### ACTIVITY
Run through the records and, wherever a line holds the word "false", return that line.
___ MATERIALS PROVIDED ___
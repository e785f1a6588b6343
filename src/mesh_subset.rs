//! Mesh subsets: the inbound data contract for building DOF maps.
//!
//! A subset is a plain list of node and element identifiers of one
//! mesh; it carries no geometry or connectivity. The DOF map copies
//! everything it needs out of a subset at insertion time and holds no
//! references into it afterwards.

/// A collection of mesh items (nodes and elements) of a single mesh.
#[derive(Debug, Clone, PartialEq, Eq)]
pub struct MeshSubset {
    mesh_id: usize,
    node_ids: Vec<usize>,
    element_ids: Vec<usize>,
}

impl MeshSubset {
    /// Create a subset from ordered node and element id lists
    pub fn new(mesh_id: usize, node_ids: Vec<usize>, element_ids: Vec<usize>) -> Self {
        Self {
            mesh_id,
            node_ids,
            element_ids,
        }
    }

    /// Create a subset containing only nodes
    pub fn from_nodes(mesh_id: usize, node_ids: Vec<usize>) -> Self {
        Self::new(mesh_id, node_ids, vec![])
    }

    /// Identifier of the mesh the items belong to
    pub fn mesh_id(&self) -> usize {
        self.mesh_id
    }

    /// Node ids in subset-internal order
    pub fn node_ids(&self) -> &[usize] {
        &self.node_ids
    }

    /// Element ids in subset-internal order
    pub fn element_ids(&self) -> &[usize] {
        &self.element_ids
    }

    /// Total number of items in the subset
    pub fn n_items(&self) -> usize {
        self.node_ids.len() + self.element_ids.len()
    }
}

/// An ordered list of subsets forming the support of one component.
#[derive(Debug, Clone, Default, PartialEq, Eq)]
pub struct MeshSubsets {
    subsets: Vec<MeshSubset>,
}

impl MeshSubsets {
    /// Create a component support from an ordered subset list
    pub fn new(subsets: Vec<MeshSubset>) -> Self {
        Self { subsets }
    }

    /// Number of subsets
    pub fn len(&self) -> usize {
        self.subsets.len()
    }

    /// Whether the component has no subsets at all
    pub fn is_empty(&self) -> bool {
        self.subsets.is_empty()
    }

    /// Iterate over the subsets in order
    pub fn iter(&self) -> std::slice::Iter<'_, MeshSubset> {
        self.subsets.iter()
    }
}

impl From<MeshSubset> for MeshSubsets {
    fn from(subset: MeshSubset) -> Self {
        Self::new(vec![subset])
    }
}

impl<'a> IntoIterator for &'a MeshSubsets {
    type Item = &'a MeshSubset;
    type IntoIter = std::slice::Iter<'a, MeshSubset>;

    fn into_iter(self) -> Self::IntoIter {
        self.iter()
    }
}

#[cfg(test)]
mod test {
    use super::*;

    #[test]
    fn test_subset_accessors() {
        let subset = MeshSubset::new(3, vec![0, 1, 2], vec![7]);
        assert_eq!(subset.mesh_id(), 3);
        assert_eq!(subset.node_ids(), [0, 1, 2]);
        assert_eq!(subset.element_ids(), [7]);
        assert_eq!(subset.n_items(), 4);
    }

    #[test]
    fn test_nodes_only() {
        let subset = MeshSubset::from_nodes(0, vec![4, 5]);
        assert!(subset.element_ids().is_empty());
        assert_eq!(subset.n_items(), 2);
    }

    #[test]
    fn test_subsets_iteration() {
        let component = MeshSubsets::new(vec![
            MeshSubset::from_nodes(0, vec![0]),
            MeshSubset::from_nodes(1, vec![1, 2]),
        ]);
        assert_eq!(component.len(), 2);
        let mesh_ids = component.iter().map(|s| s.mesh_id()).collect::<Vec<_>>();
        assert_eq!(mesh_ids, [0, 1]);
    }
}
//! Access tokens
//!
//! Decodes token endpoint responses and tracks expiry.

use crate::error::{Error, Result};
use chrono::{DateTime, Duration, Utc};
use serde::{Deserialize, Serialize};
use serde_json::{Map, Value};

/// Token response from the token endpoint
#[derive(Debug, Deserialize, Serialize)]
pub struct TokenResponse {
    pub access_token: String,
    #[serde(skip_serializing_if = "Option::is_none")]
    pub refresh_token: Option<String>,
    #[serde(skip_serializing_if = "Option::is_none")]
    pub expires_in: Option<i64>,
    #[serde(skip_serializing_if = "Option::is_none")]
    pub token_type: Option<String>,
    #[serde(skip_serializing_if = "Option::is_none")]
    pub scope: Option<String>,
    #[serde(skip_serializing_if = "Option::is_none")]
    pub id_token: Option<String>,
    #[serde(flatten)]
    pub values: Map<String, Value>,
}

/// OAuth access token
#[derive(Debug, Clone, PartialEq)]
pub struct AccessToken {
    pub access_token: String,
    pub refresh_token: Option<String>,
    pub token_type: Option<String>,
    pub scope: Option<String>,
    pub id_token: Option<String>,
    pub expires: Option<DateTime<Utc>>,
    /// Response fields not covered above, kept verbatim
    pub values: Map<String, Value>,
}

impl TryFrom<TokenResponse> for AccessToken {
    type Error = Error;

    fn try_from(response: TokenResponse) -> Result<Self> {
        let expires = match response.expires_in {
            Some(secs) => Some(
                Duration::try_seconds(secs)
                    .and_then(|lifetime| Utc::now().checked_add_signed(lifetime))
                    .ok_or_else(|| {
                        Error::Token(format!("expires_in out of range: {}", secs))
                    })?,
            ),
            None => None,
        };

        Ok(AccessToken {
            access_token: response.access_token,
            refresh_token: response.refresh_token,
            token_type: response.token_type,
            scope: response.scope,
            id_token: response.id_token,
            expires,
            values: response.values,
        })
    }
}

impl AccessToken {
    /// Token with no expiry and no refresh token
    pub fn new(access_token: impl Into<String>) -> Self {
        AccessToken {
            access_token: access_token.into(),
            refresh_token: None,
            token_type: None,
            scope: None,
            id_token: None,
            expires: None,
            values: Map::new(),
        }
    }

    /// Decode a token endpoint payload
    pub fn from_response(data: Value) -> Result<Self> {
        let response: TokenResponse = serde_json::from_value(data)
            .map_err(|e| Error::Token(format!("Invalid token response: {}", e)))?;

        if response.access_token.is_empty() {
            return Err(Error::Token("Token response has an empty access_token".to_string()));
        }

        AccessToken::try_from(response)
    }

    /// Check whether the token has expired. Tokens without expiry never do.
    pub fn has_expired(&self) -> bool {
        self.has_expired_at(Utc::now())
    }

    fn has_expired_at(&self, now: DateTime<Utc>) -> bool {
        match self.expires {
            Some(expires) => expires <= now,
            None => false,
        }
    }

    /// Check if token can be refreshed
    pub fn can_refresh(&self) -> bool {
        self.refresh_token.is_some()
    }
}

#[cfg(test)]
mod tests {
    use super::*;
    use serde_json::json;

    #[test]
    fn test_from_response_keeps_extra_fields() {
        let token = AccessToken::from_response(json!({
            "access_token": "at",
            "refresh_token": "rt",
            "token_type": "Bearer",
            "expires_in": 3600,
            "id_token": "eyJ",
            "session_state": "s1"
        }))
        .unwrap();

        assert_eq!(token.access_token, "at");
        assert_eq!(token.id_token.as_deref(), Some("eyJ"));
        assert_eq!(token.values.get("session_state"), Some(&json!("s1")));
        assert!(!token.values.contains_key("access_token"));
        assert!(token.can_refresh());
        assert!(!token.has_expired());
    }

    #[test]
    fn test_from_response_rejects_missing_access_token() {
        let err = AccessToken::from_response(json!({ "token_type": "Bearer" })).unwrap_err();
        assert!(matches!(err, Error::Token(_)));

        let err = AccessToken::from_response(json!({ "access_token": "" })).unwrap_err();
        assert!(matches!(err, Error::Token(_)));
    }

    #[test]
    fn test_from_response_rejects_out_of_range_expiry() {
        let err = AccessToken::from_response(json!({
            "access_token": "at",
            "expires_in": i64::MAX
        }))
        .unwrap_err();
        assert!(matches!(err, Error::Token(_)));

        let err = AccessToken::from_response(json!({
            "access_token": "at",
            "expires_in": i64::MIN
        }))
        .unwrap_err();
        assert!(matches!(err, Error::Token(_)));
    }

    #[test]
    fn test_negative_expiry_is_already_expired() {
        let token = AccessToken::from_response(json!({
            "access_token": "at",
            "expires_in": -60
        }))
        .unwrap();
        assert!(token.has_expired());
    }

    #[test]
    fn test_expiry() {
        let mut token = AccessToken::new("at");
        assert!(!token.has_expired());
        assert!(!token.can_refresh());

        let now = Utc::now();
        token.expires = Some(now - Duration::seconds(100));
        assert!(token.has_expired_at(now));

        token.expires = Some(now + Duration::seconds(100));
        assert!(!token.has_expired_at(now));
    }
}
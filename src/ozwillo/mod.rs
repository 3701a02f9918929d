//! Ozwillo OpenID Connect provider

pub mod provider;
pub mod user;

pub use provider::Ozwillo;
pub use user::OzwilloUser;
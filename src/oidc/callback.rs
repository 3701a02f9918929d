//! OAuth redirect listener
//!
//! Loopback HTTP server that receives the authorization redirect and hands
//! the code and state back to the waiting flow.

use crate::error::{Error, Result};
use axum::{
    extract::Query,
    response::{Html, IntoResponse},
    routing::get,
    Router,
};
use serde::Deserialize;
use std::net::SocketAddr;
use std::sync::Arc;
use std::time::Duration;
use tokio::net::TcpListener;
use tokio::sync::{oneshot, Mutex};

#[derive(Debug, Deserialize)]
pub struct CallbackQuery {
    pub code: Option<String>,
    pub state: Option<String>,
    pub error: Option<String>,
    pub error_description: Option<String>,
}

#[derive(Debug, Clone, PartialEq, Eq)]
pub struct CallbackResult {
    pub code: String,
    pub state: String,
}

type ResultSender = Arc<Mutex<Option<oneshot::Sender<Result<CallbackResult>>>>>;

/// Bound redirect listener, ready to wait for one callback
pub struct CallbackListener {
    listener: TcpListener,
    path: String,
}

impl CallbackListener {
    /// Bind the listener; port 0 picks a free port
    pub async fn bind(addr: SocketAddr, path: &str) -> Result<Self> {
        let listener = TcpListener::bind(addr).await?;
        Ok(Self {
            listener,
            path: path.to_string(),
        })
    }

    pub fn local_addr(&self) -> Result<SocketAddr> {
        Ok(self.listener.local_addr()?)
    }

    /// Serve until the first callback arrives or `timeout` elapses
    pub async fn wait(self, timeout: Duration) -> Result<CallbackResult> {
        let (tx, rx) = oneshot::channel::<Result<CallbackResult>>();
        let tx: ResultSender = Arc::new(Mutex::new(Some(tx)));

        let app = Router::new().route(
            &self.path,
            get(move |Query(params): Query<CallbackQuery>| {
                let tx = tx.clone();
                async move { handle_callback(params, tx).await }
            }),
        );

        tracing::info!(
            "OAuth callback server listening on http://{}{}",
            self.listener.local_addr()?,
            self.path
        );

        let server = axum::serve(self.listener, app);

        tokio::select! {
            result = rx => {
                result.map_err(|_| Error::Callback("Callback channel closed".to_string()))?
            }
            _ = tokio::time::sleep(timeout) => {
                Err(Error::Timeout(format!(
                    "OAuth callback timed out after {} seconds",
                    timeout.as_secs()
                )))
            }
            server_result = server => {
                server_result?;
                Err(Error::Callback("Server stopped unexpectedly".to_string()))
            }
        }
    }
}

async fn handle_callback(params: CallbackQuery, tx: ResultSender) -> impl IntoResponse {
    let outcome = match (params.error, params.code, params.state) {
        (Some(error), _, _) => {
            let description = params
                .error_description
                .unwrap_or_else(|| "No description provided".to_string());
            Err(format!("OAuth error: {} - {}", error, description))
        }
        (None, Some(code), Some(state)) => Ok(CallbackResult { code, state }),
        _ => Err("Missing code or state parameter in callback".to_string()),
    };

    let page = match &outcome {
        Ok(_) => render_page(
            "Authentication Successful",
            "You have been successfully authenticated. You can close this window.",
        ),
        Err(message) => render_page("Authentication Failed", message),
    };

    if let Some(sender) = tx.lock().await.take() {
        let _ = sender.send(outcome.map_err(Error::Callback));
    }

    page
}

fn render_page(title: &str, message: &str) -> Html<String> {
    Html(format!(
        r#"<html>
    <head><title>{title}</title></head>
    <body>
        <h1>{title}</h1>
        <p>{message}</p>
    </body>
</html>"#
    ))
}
___
___ MATERIALS PROVIDED ___
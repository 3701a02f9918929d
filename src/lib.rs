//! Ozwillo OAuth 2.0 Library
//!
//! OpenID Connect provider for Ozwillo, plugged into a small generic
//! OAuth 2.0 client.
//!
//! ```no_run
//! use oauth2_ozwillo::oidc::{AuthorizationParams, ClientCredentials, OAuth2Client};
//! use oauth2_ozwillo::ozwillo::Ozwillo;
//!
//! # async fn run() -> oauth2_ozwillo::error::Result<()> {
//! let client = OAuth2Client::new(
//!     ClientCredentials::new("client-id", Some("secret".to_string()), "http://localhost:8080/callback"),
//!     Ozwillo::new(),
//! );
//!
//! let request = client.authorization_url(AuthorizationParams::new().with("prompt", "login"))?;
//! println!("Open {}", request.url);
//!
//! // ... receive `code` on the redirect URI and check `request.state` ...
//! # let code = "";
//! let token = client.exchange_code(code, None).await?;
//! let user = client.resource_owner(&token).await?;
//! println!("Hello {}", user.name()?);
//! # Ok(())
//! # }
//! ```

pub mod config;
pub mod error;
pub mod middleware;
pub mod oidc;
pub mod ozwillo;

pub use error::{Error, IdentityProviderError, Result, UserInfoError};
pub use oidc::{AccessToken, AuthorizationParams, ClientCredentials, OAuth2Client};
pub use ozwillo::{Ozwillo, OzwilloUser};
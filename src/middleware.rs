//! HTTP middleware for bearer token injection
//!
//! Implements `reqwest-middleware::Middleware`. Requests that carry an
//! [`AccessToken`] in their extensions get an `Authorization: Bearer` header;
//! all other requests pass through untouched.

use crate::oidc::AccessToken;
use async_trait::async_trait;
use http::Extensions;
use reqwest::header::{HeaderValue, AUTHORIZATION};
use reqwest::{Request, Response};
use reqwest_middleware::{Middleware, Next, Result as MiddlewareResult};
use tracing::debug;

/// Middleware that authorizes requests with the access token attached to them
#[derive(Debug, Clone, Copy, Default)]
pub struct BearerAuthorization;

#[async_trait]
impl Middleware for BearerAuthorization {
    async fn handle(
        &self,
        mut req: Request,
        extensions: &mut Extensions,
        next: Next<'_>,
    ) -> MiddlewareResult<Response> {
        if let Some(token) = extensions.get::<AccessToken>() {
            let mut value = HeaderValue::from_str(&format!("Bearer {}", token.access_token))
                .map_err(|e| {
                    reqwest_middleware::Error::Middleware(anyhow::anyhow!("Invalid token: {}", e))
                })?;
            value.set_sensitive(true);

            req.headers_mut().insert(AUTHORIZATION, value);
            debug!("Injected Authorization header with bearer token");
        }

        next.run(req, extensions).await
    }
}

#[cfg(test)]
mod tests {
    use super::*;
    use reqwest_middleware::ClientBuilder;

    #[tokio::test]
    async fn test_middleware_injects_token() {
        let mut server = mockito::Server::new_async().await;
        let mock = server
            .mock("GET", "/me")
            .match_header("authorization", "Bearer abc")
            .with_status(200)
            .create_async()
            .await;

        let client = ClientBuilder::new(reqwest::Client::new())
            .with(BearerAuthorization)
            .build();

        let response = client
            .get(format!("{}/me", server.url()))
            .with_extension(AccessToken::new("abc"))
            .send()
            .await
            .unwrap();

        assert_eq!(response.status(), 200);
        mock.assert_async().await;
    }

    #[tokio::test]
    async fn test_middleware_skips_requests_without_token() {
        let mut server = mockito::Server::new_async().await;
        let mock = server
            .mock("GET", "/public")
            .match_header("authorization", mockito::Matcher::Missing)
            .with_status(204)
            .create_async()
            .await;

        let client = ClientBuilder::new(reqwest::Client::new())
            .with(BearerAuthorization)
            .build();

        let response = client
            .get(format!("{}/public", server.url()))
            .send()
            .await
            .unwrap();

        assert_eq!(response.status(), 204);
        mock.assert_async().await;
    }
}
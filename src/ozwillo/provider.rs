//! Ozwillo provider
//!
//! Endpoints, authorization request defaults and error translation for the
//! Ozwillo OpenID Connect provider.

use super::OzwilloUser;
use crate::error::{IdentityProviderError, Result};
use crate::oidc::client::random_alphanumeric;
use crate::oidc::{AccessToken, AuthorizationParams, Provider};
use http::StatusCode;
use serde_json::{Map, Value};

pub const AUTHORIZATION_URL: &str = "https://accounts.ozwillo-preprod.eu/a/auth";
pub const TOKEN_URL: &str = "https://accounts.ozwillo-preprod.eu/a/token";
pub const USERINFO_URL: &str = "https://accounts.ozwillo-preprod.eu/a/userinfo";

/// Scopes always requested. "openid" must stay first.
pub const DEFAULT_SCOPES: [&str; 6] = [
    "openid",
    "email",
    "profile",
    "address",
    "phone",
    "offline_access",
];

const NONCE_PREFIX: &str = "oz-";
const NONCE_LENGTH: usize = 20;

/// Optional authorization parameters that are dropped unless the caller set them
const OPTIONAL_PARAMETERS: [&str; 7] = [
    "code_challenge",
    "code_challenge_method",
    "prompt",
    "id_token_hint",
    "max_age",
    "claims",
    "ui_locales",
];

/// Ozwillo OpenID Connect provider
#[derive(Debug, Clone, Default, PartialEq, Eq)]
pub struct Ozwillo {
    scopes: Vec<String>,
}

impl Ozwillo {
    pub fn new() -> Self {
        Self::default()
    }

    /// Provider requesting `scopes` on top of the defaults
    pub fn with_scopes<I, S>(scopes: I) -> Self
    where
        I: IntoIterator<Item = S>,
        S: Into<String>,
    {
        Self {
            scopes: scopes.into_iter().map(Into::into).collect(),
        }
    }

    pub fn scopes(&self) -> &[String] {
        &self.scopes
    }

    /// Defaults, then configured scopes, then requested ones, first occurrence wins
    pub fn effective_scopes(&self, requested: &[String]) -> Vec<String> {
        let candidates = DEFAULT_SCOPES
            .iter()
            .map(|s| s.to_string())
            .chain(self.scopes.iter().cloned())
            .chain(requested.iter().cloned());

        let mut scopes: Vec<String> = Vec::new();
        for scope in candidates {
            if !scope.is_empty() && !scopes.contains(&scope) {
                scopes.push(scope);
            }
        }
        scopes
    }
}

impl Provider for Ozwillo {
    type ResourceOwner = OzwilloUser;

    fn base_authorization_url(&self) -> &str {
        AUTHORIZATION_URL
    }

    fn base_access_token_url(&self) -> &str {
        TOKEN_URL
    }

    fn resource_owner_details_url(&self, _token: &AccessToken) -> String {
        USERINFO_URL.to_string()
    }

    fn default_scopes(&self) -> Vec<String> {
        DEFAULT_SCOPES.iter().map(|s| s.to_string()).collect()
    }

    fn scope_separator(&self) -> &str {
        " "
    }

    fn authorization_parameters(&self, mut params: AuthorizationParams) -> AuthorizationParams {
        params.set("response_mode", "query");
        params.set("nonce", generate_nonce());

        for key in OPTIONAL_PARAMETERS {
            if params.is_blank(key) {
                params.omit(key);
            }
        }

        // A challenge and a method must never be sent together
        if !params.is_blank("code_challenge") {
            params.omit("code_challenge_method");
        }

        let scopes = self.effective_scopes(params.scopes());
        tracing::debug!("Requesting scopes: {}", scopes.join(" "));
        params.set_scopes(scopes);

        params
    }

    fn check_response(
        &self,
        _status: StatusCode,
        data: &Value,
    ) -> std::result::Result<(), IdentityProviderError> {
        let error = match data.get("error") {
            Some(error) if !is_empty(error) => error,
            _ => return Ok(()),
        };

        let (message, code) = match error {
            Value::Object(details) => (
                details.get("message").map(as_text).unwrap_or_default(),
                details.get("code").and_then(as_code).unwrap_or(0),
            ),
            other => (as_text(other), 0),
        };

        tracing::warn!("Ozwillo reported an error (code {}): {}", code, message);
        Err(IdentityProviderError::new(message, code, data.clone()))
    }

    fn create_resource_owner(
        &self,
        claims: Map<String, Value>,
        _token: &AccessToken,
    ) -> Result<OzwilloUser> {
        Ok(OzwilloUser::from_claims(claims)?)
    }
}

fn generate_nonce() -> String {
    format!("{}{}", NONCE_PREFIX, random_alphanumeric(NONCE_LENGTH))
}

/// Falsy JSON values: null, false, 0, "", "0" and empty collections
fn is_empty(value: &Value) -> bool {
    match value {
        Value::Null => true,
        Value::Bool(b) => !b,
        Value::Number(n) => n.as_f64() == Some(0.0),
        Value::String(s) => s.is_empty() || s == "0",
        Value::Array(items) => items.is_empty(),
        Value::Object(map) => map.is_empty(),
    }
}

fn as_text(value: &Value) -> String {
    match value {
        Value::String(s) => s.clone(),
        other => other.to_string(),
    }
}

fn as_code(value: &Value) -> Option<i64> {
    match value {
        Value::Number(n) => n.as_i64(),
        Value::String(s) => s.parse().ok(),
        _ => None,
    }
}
___
### REPLY
            None => false,
/// Falsy JSON values: null, false, 0, "", "0" and empty collections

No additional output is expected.